What are Treasury bills?

Enjoy the benefits of investing in Treasury Bills. Treasury Bills or popularly known as T-Bills are peso-
denominated short-term fixed income securities issued by the Republic of the Philippines through its
Bureau of Treasury

Financial Instruments

A financial instrument is a monetary contract between parties. We can create, trade, or modify them.
We can also settle them. A financial instrument may be evidence of ownership of part of something,
as in stocks and shares. Bonds, which are contractual rights to receive cash, are financial instruments.
There are four main classes of financial instrument that investors make use of to achieve either income
or capital growth. These are:

1. Equities, also known as stocks or shares 2. Debt instruments, also known as bonds or bills 3.
Derivatives

TYPES OF DEBT INSTRUMENTS:

1. Debentures Debentures are not backed by any security. They are issued by the company to raise
medium and long term funds. They form the part of the capital structure of the company, reflect on the
balance sheet but are not clubbed with the share capital.
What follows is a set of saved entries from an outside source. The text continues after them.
//! Query cache facade: coalesced cached reads and mutation-driven invalidation.

use std::future::Future;
use std::sync::Arc;

use futures::FutureExt;
use metrics::counter;
use tracing::{debug, info};

use crate::application::error::ClientError;

use super::config::CacheConfig;
use super::events::{EventQueue, Mutation};
use super::inflight::InFlight;
use super::keys::QueryKey;
use super::planner::InvalidationPlan;
use super::store::{Lookup, QueryStore, QueryValue};

pub(crate) const METRIC_COALESCED: &str = "feelslap_query_cache_coalesced_total";

/// Session-scoped query cache.
///
/// Reads for the same key share one in-flight boundary call and one cached
/// result. Mutations publish an event which is consumed immediately: every
/// family in the resulting plan is marked stale before `trigger` returns.
pub struct QueryCache {
    store: Arc<QueryStore>,
    inflight: Arc<InFlight>,
    queue: EventQueue,
}

impl QueryCache {
    pub fn new(config: &CacheConfig) -> Self {
        Self {
            store: Arc::new(QueryStore::new(config)),
            inflight: Arc::new(InFlight::new()),
            queue: EventQueue::new(),
        }
    }

    /// Cached value for `key`, loading through `loader` on a miss or a stale entry.
    pub async fn fetch<F, Fut>(&self, key: QueryKey, loader: F) -> Result<QueryValue, ClientError>
    where
        F: FnOnce() -> Fut,
        Fut: Future<Output = Result<QueryValue, ClientError>> + Send + 'static,
    {
        if let Lookup::Fresh(value) = self.store.lookup(&key) {
            return Ok(value);
        }

        let (load, joined) = self.inflight.join_or_start(
            &key,
            || self.store.generation(),
            |started| !self.store.is_superseded(&key, started),
            |ticket, started| {
                let store = Arc::clone(&self.store);
                let inflight = Arc::clone(&self.inflight);
                let key = key.clone();
                let pending = loader();
                async move {
                    let result = pending.await;
                    match &result {
                        Ok(value) => {
                            let stored = store.put(key.clone(), value.clone(), started);
                            debug!(key = %key, stored, kind = value.kind(), "Query loaded");
                        }
                        Err(error) => debug!(key = %key, error = %error, "Query failed"),
                    }
                    inflight.finish(&key, ticket, started, |oldest| {
                        store.compact(oldest);
                    });
                    result
                }
                .boxed()
                .shared()
            },
        );

        if joined {
            counter!(METRIC_COALESCED, "operation" => key.operation()).increment(1);
        }
        load.await
    }

    /// Publish a successful mutation and apply its invalidation plan.
    pub fn trigger(&self, mutation: Mutation) -> InvalidationPlan {
        self.queue.publish(mutation);
        let plan = InvalidationPlan::from_events(self.queue.drain());
        let affected = self.store.invalidate(&plan.families);
        self.compact();

        info!(plan = %plan, affected, "Mutation invalidated cached queries");
        plan
    }

    /// Mark every entry stale, e.g. after the connection comes back.
    pub fn mark_all_stale(&self) -> usize {
        let affected = self.store.invalidate_all();
        self.compact();
        info!(affected, "All cached queries marked stale");
        affected
    }

    pub fn clear(&self) {
        self.store.clear();
        info!("Query cache cleared");
    }

    fn compact(&self) {
        self.inflight.with_oldest_live(|oldest| {
            self.store.compact(oldest);
        });
    }

    /// Cached value regardless of staleness.
    pub fn peek(&self, key: &QueryKey) -> Option<QueryValue> {
        self.store.peek(key)
    }

    pub fn is_stale(&self, key: &QueryKey) -> Option<bool> {
        self.store.is_stale(key)
    }

    pub fn len(&self) -> usize {
        self.store.len()
    }

    pub fn is_empty(&self) -> bool {
        self.store.is_empty()
    }

    pub fn in_flight(&self) -> usize {
        self.inflight.len()
    }
}
//! feelslap: command-line client for the Feel the Slap social network.
//! Every command runs through one session: cached reads, invalidating writes.
#![deny(clippy::all, clippy::pedantic)]

mod args;
mod context;
mod handlers;
mod io;
mod print;

use std::process::ExitCode;

use clap::Parser;
use feelslap::config;
use feelslap::infra::telemetry;
use tracing::error;

use args::{Cli, Commands};
use context::{CliError, open_session};
use handlers::{admin, comments, feed, friends, posts, profile, react, signup, validate};

#[tokio::main]
async fn main() -> ExitCode {
    let cli = Cli::parse();
    match run(cli).await {
        Ok(()) => ExitCode::SUCCESS,
        Err(err) => {
            error!(error = %err, "Command failed");
            eprintln!("error: {err}");
            if let Some(hint) = err.hint() {
                eprintln!("hint: {hint}");
            }
            ExitCode::FAILURE
        }
    }
}

async fn run(cli: Cli) -> Result<(), CliError> {
    let settings = config::load(&cli.global)?;
    telemetry::init(&settings.logging)?;

    let command = match cli.command {
        Commands::Validate(cmd) => return validate::handle(cmd.action),
        command => command,
    };

    let session = open_session(&settings).await?;
    match command {
        Commands::Feed(args) => feed::handle(&session, args).await,
        Commands::Post(cmd) => posts::handle(&session, cmd.action).await,
        Commands::Comments(cmd) => comments::handle(&session, cmd.action).await,
        Commands::React(cmd) => react::handle(&session, cmd.action).await,
        Commands::Friends(cmd) => friends::handle(&session, cmd.action).await,
        Commands::Profile(cmd) => profile::handle(&session, cmd.action).await,
        Commands::Signup(args) => signup::handle(&session, args).await,
        Commands::Admin(cmd) => admin::handle(&session, cmd.action).await,
        Commands::Validate(cmd) => validate::handle(cmd.action),
    }
}
#![deny(clippy::all, clippy::pedantic)]

//! Local validators; nothing here reaches the network.

use feelslap::domain::validation;
use serde_json::{Value, json};

use crate::args::ValidateCmd;
use crate::context::CliError;
use crate::io::parse_date;
use crate::print::print_json;

pub fn handle(cmd: ValidateCmd) -> Result<(), CliError> {
    print_json(&evaluate(cmd)?)
}

pub fn evaluate(cmd: ValidateCmd) -> Result<Value, CliError> {
    let report = match cmd {
        ValidateCmd::Username { value } => match validation::validate_username(&value) {
            Ok(()) => json!({ "valid": true }),
            Err(err) => json!({ "valid": false, "error": err.to_string() }),
        },
        ValidateCmd::Email { value } => json!({ "valid": validation::validate_email(&value) }),
        ValidateCmd::Phone { value } => json!({ "valid": validation::validate_phone(&value) }),
        ValidateCmd::Password { value } => {
            let check = validation::validate_password(&value);
            let unmet: Vec<&str> = check.errors.iter().map(|rule| rule.message()).collect();
            json!({ "valid": check.is_valid(), "unmet": unmet })
        }
        ValidateCmd::Age { date_of_birth } => {
            let date_of_birth = parse_date(&date_of_birth)?;
            json!({
                "valid": validation::is_over_18(date_of_birth),
                "age": validation::age_on(date_of_birth, validation::today_utc()),
            })
        }
    };
    Ok(report)
}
2. Bonds Bonds on the other hands are issued generally by the government, central bank or large
companies are backed by a security. Bonds also ensure payment of fixed interest rates to the lenders of
the money.

3. Mortgage A mortgage is a loan against a residential property. It is secured by an associated


property. In a case of failure of payment, the property can be seized and sold to recover the loaned
amount.

4. Treasury Bills Treasury bills are short-term debt instruments that mature within a year. They can
be redeemed only at maturity. They are sold at a discount if sold before maturity.

COMMON STOCKS AND PREFERRED STOCKS

Common stock, sometimes called capital stock, is the standard ownership share of a corporation. In
other words, it’s a way to divide up the ownership of a company; so one share of common stock
represents a percentage ownership share of a corporation. For instance, if a company had 100 shares
outstanding, one share would be equal to one percent ownership of the company.

A preferred stock is a share of ownership in a public company. It has some qualities of a common stock
and some of a bond. The price of a share of both preferred and common stock varies with the earnings
of the company. Both trade through brokerage firms.